DES SPECTACLES, DES CRITIQUES 
 
1-René Aubry 
2-Hélène Segara (...!) 
3-Cesaria Evora  
 
1-CONCERT/ RENE AUBRY 
(Revue de presse Hopi Mesa 
CENTRE FRANCE 25 -09-2003)  
 
 
"LE SENS DE L'EPURE" 
 
La musique épurée, sensuelle et sensible du compositeur René Aubry mêle savamment les genres. 
 
Qui ne connaît pas René Aubry ? Personne. Qui connaît René Aubry ? Peu de monde.

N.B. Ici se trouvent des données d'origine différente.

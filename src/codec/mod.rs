//! Payload encoding and response decoding.

pub mod blob;
pub mod decoder;
pub mod encoder;

pub use blob::{Blob, BlobStore, parse_blob};
pub use decoder::{
    DecodeError, DecodeFailure, XmlDocument, XmlElement, XmlNode, parse_array_buffer,
    parse_json, parse_xml,
};
pub use encoder::{FormData, Payload, Value, encode, encode_component};
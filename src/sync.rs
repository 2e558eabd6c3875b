//! Lock shim: `std::sync::Mutex` under `std`, `spin::Mutex` under `alloc`.

#[cfg(feature = "std")]
type Inner<T> = std::sync::Mutex<T>;
#[cfg(feature = "std")]
pub type Guard<'a, T> = std::sync::MutexGuard<'a, T>;

#[cfg(all(not(feature = "std"), feature = "alloc"))]
type Inner<T> = spin::Mutex<T>;
#[cfg(all(not(feature = "std"), feature = "alloc"))]
pub type Guard<'a, T> = spin::MutexGuard<'a, T>;

/// Mutex with an infallible `lock`.
pub struct Mutex<T>(Inner<T>);

impl<T> Mutex<T> {
    pub const fn new(value: T) -> Self {
        Self(Inner::new(value))
    }

    /// Locks the mutex. A poisoned `std` lock is recovered, not propagated.
    #[cfg(feature = "std")]
    pub fn lock(&self) -> Guard<'_, T> {
        self.0
            .lock()
            .unwrap_or_else(std::sync::PoisonError::into_inner)
    }

    #[cfg(all(not(feature = "std"), feature = "alloc"))]
    pub fn lock(&self) -> Guard<'_, T> {
        self.0.lock()
    }
}
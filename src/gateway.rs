//! The action gateway: the mutation entry point for external callers.

extern crate alloc;

use alloc::string::{String, ToString};

use crate::action::{Action, ActionKind, ActionResult};
use crate::error::{ScorecardError, ShowdownError};
use crate::result::RoundResult;
use crate::round::Round;

/// Message returned for action text that is neither hit nor stand.
pub const INVALID_ACTION_MESSAGE: &str = "Invalid action. Choose 'hit' or 'stand'.";

/// Normalizes raw action requests and forwards them to a [`Round`].
///
/// # Example
///
/// ```
/// use bjcrew::{ActionGateway, ActionKind, Round, RoundOptions};
///
/// let round = Round::new(["Human"], RoundOptions::default().with_seed(3)).unwrap();
/// round.deal_initial_cards();
///
/// let gateway = ActionGateway::new(&round);
/// assert_eq!(gateway.submit("Human", "fold").kind, ActionKind::Invalid);
/// ```
#[derive(Clone, Copy)]
pub struct ActionGateway<'a> {
    round: &'a Round,
}

impl<'a> ActionGateway<'a> {
    /// Creates a gateway over the given round.
    #[must_use]
    pub const fn new(round: &'a Round) -> Self {
        Self { round }
    }

    /// Returns the round this gateway drives.
    #[must_use]
    pub const fn round(&self) -> &'a Round {
        self.round
    }

    /// Submits a raw action for `name`.
    ///
    /// `raw_action` may be `hit`/`stand` in any case with an optional trailing
    /// `()`, or a JSON object such as `{"action": "Hit"}`. Unrecognized text
    /// returns [`ActionKind::Invalid`] and leaves the round unchanged.
    pub fn submit(&self, name: &str, raw_action: &str) -> ActionResult {
        match Action::parse(raw_action) {
            Action::Hit => {
                log::debug!("{name} submits hit");
                self.round.hit(name)
            }
            Action::Stand => {
                log::debug!("{name} submits stand");
                self.round.stand(name)
            }
            Action::Unrecognized => {
                log::warn!("invalid action from {name}: {raw_action:?}");
                ActionResult::new(ActionKind::Invalid, INVALID_ACTION_MESSAGE.to_string())
            }
        }
    }

    /// Returns the final results of the round.
    ///
    /// # Errors
    ///
    /// Returns an error if the dealer has not played yet.
    pub fn result(&self) -> Result<RoundResult, ShowdownError> {
        self.round.determine_winner()
    }

    /// Returns the final results of the round as a JSON document.
    ///
    /// # Errors
    ///
    /// Returns an error if the dealer has not played yet or encoding fails.
    pub fn scorecard_json(&self) -> Result<String, ScorecardError> {
        let result = self.result()?;
        serde_json::to_string(&result).map_err(ScorecardError::Encode)
    }
}
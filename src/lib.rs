//! A turn-based blackjack round engine driven by external decision agents,
//! with optional `no_std` support.
//!
//! A [`Round`] owns the shoe, every hand, and the set of participants still
//! eligible to act. Callers deal, then feed each participant's raw decisions
//! through a [`TurnGuard`] and [`ActionGateway`] until the turn completes,
//! then let the dealer play and read the results.
//!
//! # Example
//!
//! ```
//! use bjcrew::{ActionGateway, Round, RoundOptions, TurnGuard};
//!
//! let round = Round::new(["Human", "AI_Cautious"], RoundOptions::default().with_seed(42)).unwrap();
//! round.deal_initial_cards();
//!
//! let gateway = ActionGateway::new(&round);
//! let guard = TurnGuard::new(&gateway);
//! for name in round.participants() {
//!     while round.is_active(name) {
//!         let _ = guard.submit(name, r#"{"action": "Stand"}"#);
//!     }
//! }
//!
//! round.dealer_play().unwrap();
//! let result = gateway.result().unwrap();
//! assert_eq!(result.participants.len(), 2);
//! ```
#![cfg_attr(not(feature = "std"), no_std)]
#![cfg_attr(docsrs, feature(doc_cfg))]

#[cfg(all(not(feature = "std"), not(feature = "alloc")))]
compile_error!(
    "`std` is disabled but `alloc` feature is not enabled. Enable `alloc` or keep `std` enabled."
);

extern crate alloc;

pub mod action;
pub mod card;
pub mod error;
pub mod gateway;
pub mod guard;
pub mod hand;
pub mod options;
pub mod result;
pub mod round;
pub mod shoe;
mod sync;

// Re-export main types
pub use action::{Action, ActionKind, ActionResult, TURN_COMPLETE_MARKER, TurnEnd};
pub use card::{Card, DECK_SIZE, Suit};
pub use error::{DealerError, ScorecardError, SetupError, ShowdownError};
pub use gateway::ActionGateway;
pub use guard::TurnGuard;
pub use hand::{Hand, score};
pub use options::RoundOptions;
pub use result::{DealerSummary, Outcome, ParticipantResult, RoundResult};
pub use round::{DEALER_NAME, DealerLog, PlayerState, PlayerStatus, Round, RoundStatus};
pub use shoe::Shoe;
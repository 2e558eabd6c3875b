//! The turn guard: a per-participant cap on actions within one round.

extern crate alloc;

use alloc::format;
use alloc::string::{String, ToString};

#[cfg(all(not(feature = "std"), feature = "alloc"))]
use hashbrown::HashMap;
#[cfg(feature = "std")]
use std::collections::HashMap;

use crate::sync::Mutex;

use crate::action::{ActionKind, ActionResult, TURN_COMPLETE_MARKER, TurnEnd};
use crate::gateway::ActionGateway;

/// Caps the number of actions a participant may submit in one round.
///
/// Every submission counts, valid or not. Once a participant goes past the
/// cap, the guard stands them instead of forwarding the request, so an agent
/// that never says "stand" still finishes its turn.
///
/// A guard's counters live as long as the guard; build a new one per round.
///
/// # Example
///
/// ```
/// use bjcrew::{ActionGateway, Round, RoundOptions, TurnGuard};
///
/// let round = Round::new(["AI_1"], RoundOptions::default().with_seed(1)).unwrap();
/// round.deal_initial_cards();
/// let gateway = ActionGateway::new(&round);
/// let guard = TurnGuard::with_max_actions(&gateway, 0);
///
/// assert!(guard.submit("AI_1", "hit").is_turn_complete());
/// assert!(!round.is_active("AI_1"));
/// ```
pub struct TurnGuard<'a> {
    gateway: &'a ActionGateway<'a>,
    max_actions: u32,
    /// Actions submitted this round (`name` -> count).
    counts: Mutex<HashMap<String, u32>>,
}

impl<'a> TurnGuard<'a> {
    /// Creates a guard using the round's `max_actions_per_turn` option.
    #[must_use]
    pub fn new(gateway: &'a ActionGateway<'a>) -> Self {
        let max_actions = gateway.round().options.max_actions_per_turn;
        Self::with_max_actions(gateway, max_actions)
    }

    /// Creates a guard with an explicit cap.
    #[must_use]
    pub fn with_max_actions(gateway: &'a ActionGateway<'a>, max_actions: u32) -> Self {
        Self {
            gateway,
            max_actions,
            counts: Mutex::new(HashMap::new()),
        }
    }

    /// Returns the per-participant cap.
    #[must_use]
    pub const fn max_actions(&self) -> u32 {
        self.max_actions
    }

    /// Returns how many actions `name` has submitted through this guard.
    pub fn actions_taken(&self, name: &str) -> u32 {
        self.counts.lock().get(name).copied().unwrap_or(0)
    }

    /// Counts the submission and forwards it, or forces a stand past the cap.
    ///
    /// A forced stand only applies to a round in progress: before the deal
    /// the round's own `AlreadyFinished` result is returned and the
    /// participant stays active.
    pub fn submit(&self, name: &str, raw_action: &str) -> ActionResult {
        let taken = {
            let mut counts = self.counts.lock();
            let count = counts.entry(name.to_string()).or_insert(0);
            *count = count.saturating_add(1);
            *count
        };

        if taken > self.max_actions {
            return self.force_stand(name);
        }

        self.gateway.submit(name, raw_action)
    }

    fn force_stand(&self, name: &str) -> ActionResult {
        let round = self.gateway.round();
        let stood = round.stand(name);
        if round.is_active(name) {
            return stood;
        }
        let score = round.get_state(name).map_or(0, |s| s.score);

        log::warn!(
            "{name} exceeded {} actions, forced to stand on {score} ({:?})",
            self.max_actions,
            stood.kind
        );

        ActionResult::new(
            ActionKind::TurnComplete(TurnEnd::Forced),
            format!(
                "{name} reached the limit of {} actions. Forced to stand with {score}. {TURN_COMPLETE_MARKER}",
                self.max_actions
            ),
        )
    }
}
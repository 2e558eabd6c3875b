extern crate alloc;

use alloc::format;

use crate::action::{ActionKind, ActionResult, TURN_COMPLETE_MARKER, TurnEnd};
use crate::hand::{BLACKJACK, Hand};

use super::{Round, RoundStatus};

impl Round {
    fn already_finished(name: &str) -> ActionResult {
        ActionResult::new(
            ActionKind::AlreadyFinished,
            format!("{name} has already finished their turn. No action taken."),
        )
    }

    fn not_in_progress(&self, name: &str) -> Option<ActionResult> {
        let status = self.status();
        (status != RoundStatus::InProgress).then(|| {
            log::debug!("{name} acted while round is {status:?}");
            ActionResult::new(
                ActionKind::AlreadyFinished,
                format!("No turn is in progress for {name}. No action taken."),
            )
        })
    }

    /// Participant action: Hit (draw a card).
    ///
    /// Drawing past 21 busts the participant and drawing to exactly 21 stands
    /// them automatically; both end the turn. Inactive or unknown names get
    /// [`ActionKind::AlreadyFinished`] and nothing is drawn.
    pub fn hit(&self, name: &str) -> ActionResult {
        if let Some(result) = self.not_in_progress(name) {
            return result;
        }

        let mut active = self.active.lock();
        if !active.contains(name) {
            return Self::already_finished(name);
        }

        let card = self.shoe.lock().draw();

        let mut hands = self.hands.lock();
        let Some(hand) = hands.get_mut(name) else {
            active.remove(name);
            return Self::already_finished(name);
        };
        hand.add_card(card);
        let score = hand.value();
        drop(hands);

        log::debug!("{name} draws {card}, score {score}");

        if score > BLACKJACK {
            active.remove(name);
            ActionResult::new(
                ActionKind::TurnComplete(TurnEnd::Bust),
                format!("{name} draws {card}. Score is {score}. Bust! {TURN_COMPLETE_MARKER}"),
            )
        } else if score == BLACKJACK {
            active.remove(name);
            ActionResult::new(
                ActionKind::TurnComplete(TurnEnd::TwentyOne),
                format!(
                    "{name} draws {card}. Score is 21. Stands automatically. {TURN_COMPLETE_MARKER}"
                ),
            )
        } else {
            ActionResult::new(
                ActionKind::Continue,
                format!("{name} draws {card}. New score is {score}. Choose hit or stand."),
            )
        }
    }

    /// Participant action: Stand (keep current hand).
    ///
    /// Inactive or unknown names get [`ActionKind::AlreadyFinished`].
    pub fn stand(&self, name: &str) -> ActionResult {
        if let Some(result) = self.not_in_progress(name) {
            return result;
        }

        if !self.active.lock().remove(name) {
            return Self::already_finished(name);
        }

        let score = self.hands.lock().get(name).map_or(0, Hand::value);
        log::debug!("{name} stands on {score}");

        ActionResult::new(
            ActionKind::TurnComplete(TurnEnd::Stood),
            format!("{name} stands with a final score of {score}. {TURN_COMPLETE_MARKER}"),
        )
    }
}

Drôle de paradoxe ! Seul un oxymore saurait estampiller ce poly-instrumentiste pour le moins original et doué : "célèbre-inconnu" ou encore "musicien incontournable et ignoré". 
Impossible en effet de l'enfermer dans l'étau d'une définition. Trop réducteur, trop étroit pour un artiste qui tend au contraire vers le déploiement, la profusion : de couleurs, de sons, d'images... Sa palette musicale est riche et variée, passant du jazz, à la musique arabo-andalouse ou orientale avec des relents de rock et d'années folles. Seulement là encore, à trop vouloir le "saisir", son style comme une anguille glisse des mots pour se faufiler dans un univers à part. Ineffable.
 
Insaisissable 
Voilà donc la marque des grands compositeurs: ils ont un "univers", un monde qu'ils ont eux-mêmes façonné, un territoire qu'ils sont les seuls à arpenter. René Aubry ne fait donc pas dans la "tendance world" et ne plaque pas, ici des sons venus de l'Est, là du Satie édulcoré. Cela fait déjà vingt-cinq ans qu'il voyage entre les notes, qu'il ciselle son langage, qu'il débourre ses compositions de toute pesanteur. Depuis ses collaborations avec la chorégraphe Carolyn Carlson (citons, Blue Lady) ou encore Philippe Genty (Ligne de fuite), ses morceaux pour la pub ou les génériques d'émissions de télé (d'où sa popularité...), cet artiste autodidacte n'a eu de cesse de chercher sa propre voix 
Musique des sens 
Mardi soir dernierà la Maison de la Culture, on a retrouvé ce sens de l'épure, du dépouillement. Accompagné de six autres musiciens acoustiques (piano, violon, guitares, cuivres, contrebasse etc.), il a donné un concert (essentiellement instrumental) d'exception. Vraiment ! Dès les premières notes, on est comme happé par le thème, aspiré dans son monde, cet univers sensuel et intime. 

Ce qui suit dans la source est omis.